Of course, this problem becomes more complicated when the UEs are moving in given trajectories, in which case the BS needs to decide in real-time which beam needs to be used for tracking the UE – a problem called Beam Tracking [1]. Several approaches have been proposed, but among the most promising ones is Imitation Learning (IL) [2]. Here, we assume that an expert (i.e., a module that can determine the best serving beam by utilizing additional information) is available, but invoking it is expensive. Our goal is to distill the decision strategy of the expert in a student module (usually a neural network called a controller or a policy) that has low inference complexity.

This teacher-student training setup facilitates the student to make serval mistakes that the expert can retrospectively correct, in an algorithm first referred to as Dagger in literature [2]. This implies though that there is a performance loss until the student network starts to approximate the expert performance, which could be detrimental for the network performance. To alleviate this problem, a plethora of safe imitation learning approaches have been proposed [3-6].

The Masters Project will consist of implementing a modular and extendable library of safe imitation learning algorithms and evaluating them on a Beam Tracking scenario defined within 6G SENTINEL research project.
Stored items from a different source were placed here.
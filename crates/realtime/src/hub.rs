//! In-process channel hub.
//!
//! The hub is the realtime transport the services run against: each named
//! channel is a `tokio::sync::broadcast` channel. Disconnecting drops every
//! sender, so existing subscriptions end and must be re-established after
//! the hub reopens.

use std::collections::HashMap;
use std::sync::Mutex;

use async_trait::async_trait;
use serde_json::Value;
use tokio::sync::broadcast;
use tracing::{debug, info, warn};

use crate::channels;
use crate::error::RealtimeError;
use crate::types::{ChangeEvent, ConnectionState, RealtimeMessage, RealtimeTransport};

const DEFAULT_CAPACITY: usize = 256;

/// Named broadcast channels behind a single connection state.
pub struct ChannelHub {
    channels: Mutex<HashMap<String, broadcast::Sender<RealtimeMessage>>>,
    state: Mutex<ConnectionState>,
    capacity: usize,
}

impl Default for ChannelHub {
    fn default() -> Self {
        Self::new()
    }
}

impl ChannelHub {
    /// Create an open hub.
    pub fn new() -> Self {
        Self::with_capacity(DEFAULT_CAPACITY)
    }

    /// Create an open hub with a per-channel buffer size.
    pub fn with_capacity(capacity: usize) -> Self {
        Self {
            channels: Mutex::new(HashMap::new()),
            state: Mutex::new(ConnectionState::Open),
            capacity: capacity.max(1),
        }
    }

    fn set_state(&self, state: ConnectionState) {
        if let Ok(mut guard) = self.state.lock() {
            *guard = state;
        }
    }

    fn current_state(&self) -> ConnectionState {
        self.state
            .lock()
            .map(|guard| *guard)
            .unwrap_or(ConnectionState::Closed)
    }

    /// Subscribe to a named channel.
    pub fn subscribe(&self, channel: &str) -> Result<Subscription, RealtimeError> {
        if self.current_state() != ConnectionState::Open {
            return Err(RealtimeError::NotConnected);
        }

        let mut map = self
            .channels
            .lock()
            .map_err(|_| RealtimeError::NotConnected)?;
        let sender = map
            .entry(channel.to_string())
            .or_insert_with(|| broadcast::channel(self.capacity).0);

        debug!("Subscribed to {}", channel);
        Ok(Subscription {
            channel: channel.to_string(),
            receiver: sender.subscribe(),
        })
    }

    /// Subscribe to the change feed of a table.
    pub fn subscribe_changes(&self, table: &str) -> Result<Subscription, RealtimeError> {
        self.subscribe(&channels::table_changes(table))
    }

    /// Drop a subscription and forget the channel once nobody listens.
    pub fn unsubscribe(&self, subscription: Subscription) -> Result<(), RealtimeError> {
        let Subscription { channel, receiver } = subscription;
        drop(receiver);

        let mut map = self
            .channels
            .lock()
            .map_err(|_| RealtimeError::NotConnected)?;
        match map.get(&channel) {
            Some(sender) if sender.receiver_count() == 0 => {
                map.remove(&channel);
                Ok(())
            }
            Some(_) => Ok(()),
            None => Err(RealtimeError::UnknownChannel(channel)),
        }
    }

    /// Deliver a message to a channel. Returns how many subscribers got it.
    pub fn send(&self, channel: &str, message: RealtimeMessage) -> Result<usize, RealtimeError> {
        if self.current_state() != ConnectionState::Open {
            return Err(RealtimeError::NotConnected);
        }

        let map = self
            .channels
            .lock()
            .map_err(|_| RealtimeError::NotConnected)?;
        // No sender means nobody ever subscribed.
        let delivered = match map.get(channel) {
            Some(sender) => sender.send(message).unwrap_or(0),
            None => 0,
        };
        Ok(delivered)
    }

    /// Send a broadcast event on a named channel.
    pub fn broadcast(
        &self,
        channel: &str,
        event: &str,
        payload: Value,
    ) -> Result<usize, RealtimeError> {
        self.send(
            channel,
            RealtimeMessage::Broadcast {
                event: event.to_string(),
                payload,
            },
        )
    }

    /// Publish a row change on the table's feed.
    pub fn publish_change(&self, event: ChangeEvent) -> Result<usize, RealtimeError> {
        let channel = channels::table_changes(&event.table);
        self.send(&channel, RealtimeMessage::PostgresChanges(event))
    }

    /// Number of live subscribers on a channel.
    pub fn subscriber_count(&self, channel: &str) -> usize {
        self.channels
            .lock()
            .ok()
            .and_then(|map| map.get(channel).map(|s| s.receiver_count()))
            .unwrap_or(0)
    }

    /// Drop the connection and every channel on it.
    pub fn close(&self) {
        self.set_state(ConnectionState::Closed);
        if let Ok(mut map) = self.channels.lock() {
            let count = map.len();
            map.clear();
            info!("Realtime hub closed ({} channels dropped)", count);
        }
    }

    /// Reopen the connection. Channels start empty.
    pub fn open(&self) {
        self.set_state(ConnectionState::Open);
        info!("Realtime hub open");
    }
}

#[async_trait]
impl RealtimeTransport for ChannelHub {
    fn state(&self) -> ConnectionState {
        self.current_state()
    }

    async fn disconnect(&self) -> Result<(), RealtimeError> {
        self.close();
        Ok(())
    }

    async fn connect(&self) -> Result<(), RealtimeError> {
        self.set_state(ConnectionState::Connecting);
        self.open();
        Ok(())
    }
}

/// A live subscription to one channel.
pub struct Subscription {
    channel: String,
    receiver: broadcast::Receiver<RealtimeMessage>,
}

impl Subscription {
    /// The channel name.
    pub fn channel(&self) -> &str {
        &self.channel
    }

    /// Wait for the next message.
    ///
    /// Returns `ChannelClosed` once the transport drops. Lagged messages are
    /// skipped with a warning.
    pub async fn recv(&mut self) -> Result<RealtimeMessage, RealtimeError> {
        loop {
            match self.receiver.recv().await {
                Ok(message) => return Ok(message),
                Err(broadcast::error::RecvError::Lagged(skipped)) => {
                    warn!("Subscriber on {} lagged, skipped {}", self.channel, skipped);
                }
                Err(broadcast::error::RecvError::Closed) => {
                    return Err(RealtimeError::ChannelClosed(self.channel.clone()));
                }
            }
        }
    }
}

#[cfg(test)]
mod tests {
    use super::*;
    use crate::types::ChangeKind;
    use serde_json::json;

    #[tokio::test]
    async fn test_broadcast_reaches_subscriber() {
        let hub = ChannelHub::new();
        let mut sub = hub.subscribe("private-notifications-3").unwrap();

        let delivered = hub
            .broadcast("private-notifications-3", "new-client", json!({"clientId": 9}))
            .unwrap();
        assert_eq!(delivered, 1);

        match sub.recv().await.unwrap() {
            RealtimeMessage::Broadcast { event, payload } => {
                assert_eq!(event, "new-client");
                assert_eq!(payload["clientId"], 9);
            }
            other => panic!("unexpected message: {:?}", other),
        }
    }

    #[tokio::test]
    async fn test_send_without_subscribers() {
        let hub = ChannelHub::new();
        assert_eq!(hub.broadcast("nobody", "ping", json!({})).unwrap(), 0);
    }

    #[tokio::test]
    async fn test_change_feed() {
        let hub = ChannelHub::new();
        let mut sub = hub.subscribe_changes("clients").unwrap();

        hub.publish_change(ChangeEvent::insert("clients", json!({"id": 1})))
            .unwrap();

        match sub.recv().await.unwrap() {
            RealtimeMessage::PostgresChanges(event) => {
                assert_eq!(event.kind, ChangeKind::Insert);
                assert_eq!(event.id_field("id"), Some(1));
            }
            other => panic!("unexpected message: {:?}", other),
        }
    }

    #[tokio::test]
    async fn test_close_ends_subscriptions() {
        let hub = ChannelHub::new();
        let mut sub = hub.subscribe("projections").unwrap();

        hub.close();

        assert_eq!(
            sub.recv().await,
            Err(RealtimeError::ChannelClosed("projections".to_string()))
        );
        assert_eq!(hub.subscribe("projections").err(), Some(RealtimeError::NotConnected));
        assert_eq!(
            hub.broadcast("projections", "x", json!({})).err(),
            Some(RealtimeError::NotConnected)
        );

        hub.open();
        assert!(hub.subscribe("projections").is_ok());
    }

    #[tokio::test]
    async fn test_unsubscribe() {
        let hub = ChannelHub::new();
        let a = hub.subscribe("c").unwrap();
        let b = hub.subscribe("c").unwrap();
        assert_eq!(hub.subscriber_count("c"), 2);

        hub.unsubscribe(a).unwrap();
        assert_eq!(hub.subscriber_count("c"), 1);
        hub.unsubscribe(b).unwrap();
        assert_eq!(hub.subscriber_count("c"), 0);

        // Channel already dropped by a reconnect
        let c = hub.subscribe("c").unwrap();
        hub.close();
        hub.open();
        assert_eq!(
            hub.unsubscribe(c),
            Err(RealtimeError::UnknownChannel("c".to_string()))
        );
    }
}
Main contact at the department: Dr.-Ing. Christopher Mutschler

External point of contact: Dr. Georgios Kontes (Self-Learning Systems Group, Fraunhofer IIS, Nuremberg)


  1. Giordani, M., Polese, M., Roy, A., Castor, D., & Zorzi, M. (2018). A tutorial on beam management for 3GPP NR at mmWave frequencies. IEEE Communications Surveys & Tutorials, 21(1), 173-196.
  2. Ross, S., Gordon, G., & Bagnell, D. (2011, June). A reduction of imitation learning and structured prediction to no-regret online learning. In Proceedings of the fourteenth international conference on artificial intelligence and statistics (pp. 627-635). JMLR Workshop and Conference Proceedings.
  3. Zhang, J., & Cho, K. (2016). Query-efficient imitation learning for end-to-end autonomous driving. arXiv preprint arXiv:1605.06450.
  4. J. Menda, K., Driggs-Campbell, K., & Kochenderfer, M. J. (2019, November). Ensembledagger: A bayesian approach to safe imitation learning. In 2019 IEEE/RSJ International Conference on Intelligent Robots and Systems (IROS) (pp. 5041-5048). IEEE.
  5. Menda, K., Driggs-Campbell, K., & Kochenderfer, M. J. (2017). Dropoutdagger: A bayesian approach to safe imitation learning. arXiv preprint arXiv:1709.06166.
  6. Cronrath, C., Jorge, E., Moberg, J., Jirstrand, M., & Lennartson, B. (2018). BAgger: A Bayesian algorithm for safe and query-efficient imitation learning. In Machine Learning in Robot Motion Planning–IROS 2018 Workshop.
  7. Raffin, A., Hill, A., Ernestus, M., Gleave, A., Kanervisto, A., & Dormann, N. (2019). Stable baselines3.

Work Packages

WP1IL Basics: In the beginning of the Thesis, familiarization with DAgger-like safe imitation learning algorithms takes place.
WP2Safe IL Algorithms Implementation: An implementation of the basic Dagger algorithm [2], as well as the most common safety-enabled extensions [3-6] is provided in pytorch. The resulting library:should be modular;should include helper functions for the generation of training datasets from any type of expert (defined as a function);should support both discrete and continuous actions; should support FFN, CNN and LSTM architectures for the policies; andshould provide functionality to use the learned policy within the stable-baselines-3 framework [7]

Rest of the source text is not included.